The above tweet is the perfect example of political commentary for a brand. A week, or even a day later, this would not receive the engagement it would in this lightning fast cycle.

So, what’s the perfect balance? Writing a new post every single day, making commentary on a singular event is not time-effective, nor does it lead to a healthy work-life balance. In addition, your brand may not receive any extra benefit for this type of brand voice. Especially when it comes to politics, don’t rock the boat if your brand voice wouldn’t normally do so. Here’s an example of using a timely-meme in a non-political commentary.

Pancho and Lefty's posted this meme to its Instagram account, a relevant pop culture reference.

Why should you care if your posts are receiving more likes or not? Does it matter if your post is being shared even if it’s not necessarily valuable information for your consumers?

After all, copywriting has one purpose: to convert. Here’s why you should care about being topical.

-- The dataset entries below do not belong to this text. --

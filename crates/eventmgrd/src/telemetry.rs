//! Structured telemetry initialisation for the daemon.

use std::io::{self, IsTerminal};

use once_cell::sync::OnceCell;
use tracing::{Subscriber, subscriber::SetGlobalDefaultError};
use tracing_subscriber::EnvFilter;
use tracing_subscriber::fmt;

use eventmgr_config::{Config, LogFormat};

static TELEMETRY_GUARD: OnceCell<()> = OnceCell::new();

/// Handle returned when telemetry has been initialised.
#[derive(Debug, Default, Clone, Copy)]
pub struct TelemetryHandle;

/// Errors encountered while configuring telemetry.
#[derive(Debug, thiserror::Error)]
pub enum TelemetryError {
    /// Failed to parse the configured log filter expression.
    #[error("invalid log filter: {0}")]
    Filter(String),
    /// Failed to install the tracing subscriber.
    #[error("failed to install telemetry subscriber: {0}")]
    Subscriber(SetGlobalDefaultError),
}

/// Installs the global tracing subscriber on first use.
///
/// Later calls return a fresh [`TelemetryHandle`] and leave the installed
/// subscriber alone, even when given a different configuration.
pub fn initialise(config: &Config) -> Result<TelemetryHandle, TelemetryError> {
    TELEMETRY_GUARD
        .get_or_try_init(|| install_subscriber(config))
        .map(|_| TelemetryHandle)
}

fn install_subscriber(config: &Config) -> Result<(), TelemetryError> {
    let filter = EnvFilter::try_new(config.log_filter())
        .map_err(|error| TelemetryError::Filter(error.to_string()))?;

    let builder = |filter: EnvFilter| {
        fmt::Subscriber::builder()
            .with_env_filter(filter)
            .with_target(true)
            .with_level(true)
            .with_thread_ids(true)
            .with_thread_names(false)
            .with_writer(io::stderr)
            .with_ansi(io::stderr().is_terminal())
            .with_timer(fmt::time::UtcTime::rfc_3339())
    };

    let subscriber: Box<dyn Subscriber + Send + Sync> = match config.log_format() {
        LogFormat::Json => Box::new(builder(filter).json().flatten_event(true).finish()),
        LogFormat::Compact => Box::new(builder(filter).compact().finish()),
    };

    tracing::subscriber::set_global_default(subscriber).map_err(TelemetryError::Subscriber)
}
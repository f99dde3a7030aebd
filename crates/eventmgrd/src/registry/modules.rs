use std::collections::HashMap;

use eventmgr_wire::ModuleUuid;

use crate::backend::SessionHandle;

/// A loaded module and the session it is invoked through.
#[derive(Debug, Clone, Copy, PartialEq, Eq)]
pub struct ModuleSession {
    /// Local identifier.
    pub module_id: u16,
    /// Secure-world identifier.
    pub uuid: ModuleUuid,
    /// Open session.
    pub session: SessionHandle,
}

/// Loaded modules keyed by module id.
#[derive(Debug, Default)]
pub struct ModuleRegistry {
    sessions: HashMap<u16, ModuleSession>,
}

impl ModuleRegistry {
    /// Creates an empty registry.
    #[must_use]
    pub fn new() -> Self {
        Self::default()
    }

    /// Registers `session`, returning the session it displaced, if any.
    pub fn register(&mut self, session: ModuleSession) -> Option<ModuleSession> {
        self.sessions.insert(session.module_id, session)
    }

    /// Session registered under `module_id`.
    #[must_use]
    pub fn lookup(&self, module_id: u16) -> Option<&ModuleSession> {
        self.sessions.get(&module_id)
    }

    /// Removes every session and hands them back so they can be closed.
    pub fn clear(&mut self) -> Vec<ModuleSession> {
        self.sessions.drain().map(|(_, session)| session).collect()
    }

    /// Number of registered modules.
    #[must_use]
    pub fn len(&self) -> usize {
        self.sessions.len()
    }

    /// Whether no module is registered.
    #[must_use]
    pub fn is_empty(&self) -> bool {
        self.sessions.is_empty()
    }
}

#[cfg(test)]
mod tests {
    use rstest::{fixture, rstest};

    use super::*;

    fn session(module_id: u16, raw: u64) -> ModuleSession {
        ModuleSession {
            module_id,
            uuid: ModuleUuid::from_bytes([0x5A; 16]),
            session: SessionHandle::new(raw),
        }
    }

    #[fixture]
    fn registry() -> ModuleRegistry {
        let mut registry = ModuleRegistry::new();
        registry.register(session(1, 10));
        registry.register(session(2, 20));
        registry
    }

    #[rstest]
    fn lookup_finds_registered_sessions(registry: ModuleRegistry) {
        assert_eq!(registry.lookup(2), Some(&session(2, 20)));
        assert_eq!(registry.lookup(3), None);
    }

    #[rstest]
    fn reregistering_replaces_and_returns_previous(mut registry: ModuleRegistry) {
        let previous = registry.register(session(1, 11));
        assert_eq!(previous, Some(session(1, 10)));
        assert_eq!(registry.lookup(1), Some(&session(1, 11)));
        assert_eq!(registry.len(), 2);
    }

    #[rstest]
    fn clear_drains_every_session(mut registry: ModuleRegistry) {
        let mut drained = registry.clear();
        drained.sort_by_key(|entry| entry.module_id);
        assert_eq!(drained, vec![session(1, 10), session(2, 20)]);
        assert!(registry.is_empty());
    }
}
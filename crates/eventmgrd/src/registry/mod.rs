//! Module sessions and connection routes known to the daemon.
//!
//! Both registries are plain maps. The router owns one of each behind its
//! own mutex and copies entries out, so callers never hold a registry while
//! talking to the backend or the network.

mod connections;
mod modules;

pub use connections::{Connection, ConnectionRegistry};
pub use modules::{ModuleRegistry, ModuleSession};
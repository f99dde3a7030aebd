//! Daemon bootstrap orchestration.

use std::sync::Arc;

use ortho_config::OrthoError;
use thiserror::Error;

use eventmgr_config::{Config, ConfigValidationError};

use crate::backend::BackendProvider;
use crate::dispatch::Router;
use crate::forward::TcpForwarder;
use crate::health::HealthReporter;
use crate::telemetry::{self, TelemetryError, TelemetryHandle};

/// Trait abstracting configuration loading for testability.
pub trait ConfigLoader: Send + Sync {
    /// Loads the daemon configuration.
    fn load(&self) -> Result<Config, Arc<OrthoError>>;
}

/// Loader that delegates to [`Config::load`].
#[derive(Debug, Default, Clone, Copy)]
pub struct SystemConfigLoader;

impl ConfigLoader for SystemConfigLoader {
    fn load(&self) -> Result<Config, Arc<OrthoError>> {
        Config::load()
    }
}

/// Loader returning a fixed configuration.
#[derive(Debug, Clone)]
pub struct StaticConfigLoader {
    config: Config,
}

impl StaticConfigLoader {
    /// Wraps `config`.
    #[must_use]
    pub const fn new(config: Config) -> Self {
        Self { config }
    }
}

impl ConfigLoader for StaticConfigLoader {
    fn load(&self) -> Result<Config, Arc<OrthoError>> {
        Ok(self.config.clone())
    }
}

/// Errors surfaced during bootstrap.
#[derive(Debug, Error)]
pub enum BootstrapError {
    /// Configuration failed to load.
    #[error("failed to load configuration: {source}")]
    Configuration {
        /// Underlying loader error.
        #[source]
        source: Arc<OrthoError>,
    },
    /// Configuration loaded but holds unusable values.
    #[error("invalid configuration: {source}")]
    Validation {
        /// Rejected value.
        #[source]
        source: ConfigValidationError,
    },
    /// Telemetry initialisation failed.
    #[error("failed to initialise telemetry: {source}")]
    Telemetry {
        /// Underlying telemetry error.
        #[source]
        source: TelemetryError,
    },
}

/// Result of a successful bootstrap invocation.
pub struct Daemon {
    config: Config,
    router: Arc<Router>,
    telemetry: TelemetryHandle,
}

impl Daemon {
    /// Accessor for the resolved configuration.
    #[must_use]
    pub fn config(&self) -> &Config {
        &self.config
    }

    /// Router serving commands for this daemon.
    #[must_use]
    pub fn router(&self) -> Arc<Router> {
        Arc::clone(&self.router)
    }

    /// Accessor for the telemetry handle, primarily useful for testing.
    #[must_use]
    pub fn telemetry(&self) -> TelemetryHandle {
        self.telemetry
    }
}

/// Bootstraps the daemon using the supplied collaborators.
pub fn bootstrap_with<P>(
    loader: &dyn ConfigLoader,
    reporter: Arc<dyn HealthReporter>,
    provider: P,
) -> Result<Daemon, BootstrapError>
where
    P: BackendProvider,
{
    reporter.bootstrap_starting();

    let config = match loader.load() {
        Ok(config) => config,
        Err(source) => return Err(fail(&*reporter, BootstrapError::Configuration { source })),
    };

    if let Err(source) = config.validate() {
        return Err(fail(&*reporter, BootstrapError::Validation { source }));
    }

    let telemetry = match telemetry::initialise(&config) {
        Ok(handle) => handle,
        Err(source) => return Err(fail(&*reporter, BootstrapError::Telemetry { source })),
    };

    let backend = provider.provide(&config);
    let forwarder = Arc::new(TcpForwarder::new(config.forward_timeout()));
    let router = Arc::new(Router::new(
        backend,
        forwarder,
        Arc::clone(&reporter),
        config.max_hops(),
    ));
    reporter.bootstrap_succeeded(&config);

    Ok(Daemon {
        config,
        router,
        telemetry,
    })
}

fn fail(reporter: &dyn HealthReporter, error: BootstrapError) -> BootstrapError {
    reporter.bootstrap_failed(&error);
    error
}
//! Defines the unified error surface for daemon launch and supervision.

use thiserror::Error;

use crate::bootstrap::BootstrapError;
use crate::transport::ListenerError;

use super::shutdown::ShutdownError;

/// Errors surfaced while launching or supervising the daemon process.
#[derive(Debug, Error)]
pub enum LaunchError {
    /// Bootstrapping the daemon failed.
    #[error("daemon bootstrap failed: {source}")]
    Bootstrap {
        /// Underlying bootstrap error.
        #[source]
        source: BootstrapError,
    },
    /// Command listener startup failed.
    #[error("command listener failed: {source}")]
    Listener {
        /// Underlying listener error.
        #[source]
        source: ListenerError,
    },
    /// Waiting for shutdown failed.
    #[error("failed to await shutdown signal: {source}")]
    Shutdown {
        /// Underlying shutdown error.
        #[source]
        source: ShutdownError,
    },
}

impl From<BootstrapError> for LaunchError {
    fn from(source: BootstrapError) -> Self {
        Self::Bootstrap { source }
    }
}

impl From<ListenerError> for LaunchError {
    fn from(source: ListenerError) -> Self {
        Self::Listener { source }
    }
}

impl From<ShutdownError> for LaunchError {
    fn from(source: ShutdownError) -> Self {
        Self::Shutdown { source }
    }
}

Facebook allows you to retarget based on post engagement, which is different than their billable engagements. A billable engagement (what Facebook charges you for engagement ads) is simply someone viewing, or mildly interacting with your post. This may be spending only a second in view of your ad. A re-targetable engagement is a post reaction, comment, or share. So, if you run billed engagement ads, or if your post naturally is shared a lot, you can build your audience by running re-targeting ads in a saved audience. This helps reach people you’ve never reached before, or can help establish brand rapport and relevancy with a new audience. Even having your copy end with “hit like if you think the Predators will win tonight” incorporates relevant events into your brand’s content and has a strong enough call to action to gain re-targetable engagements on many people who don’t already like your page.

Most brands can benefit from the re-targetable engagement feature from Facebook. It’s up to you to decide how to use it appropriately.

That’s what makes our job fun, using our discretion to interact with people the best way we can.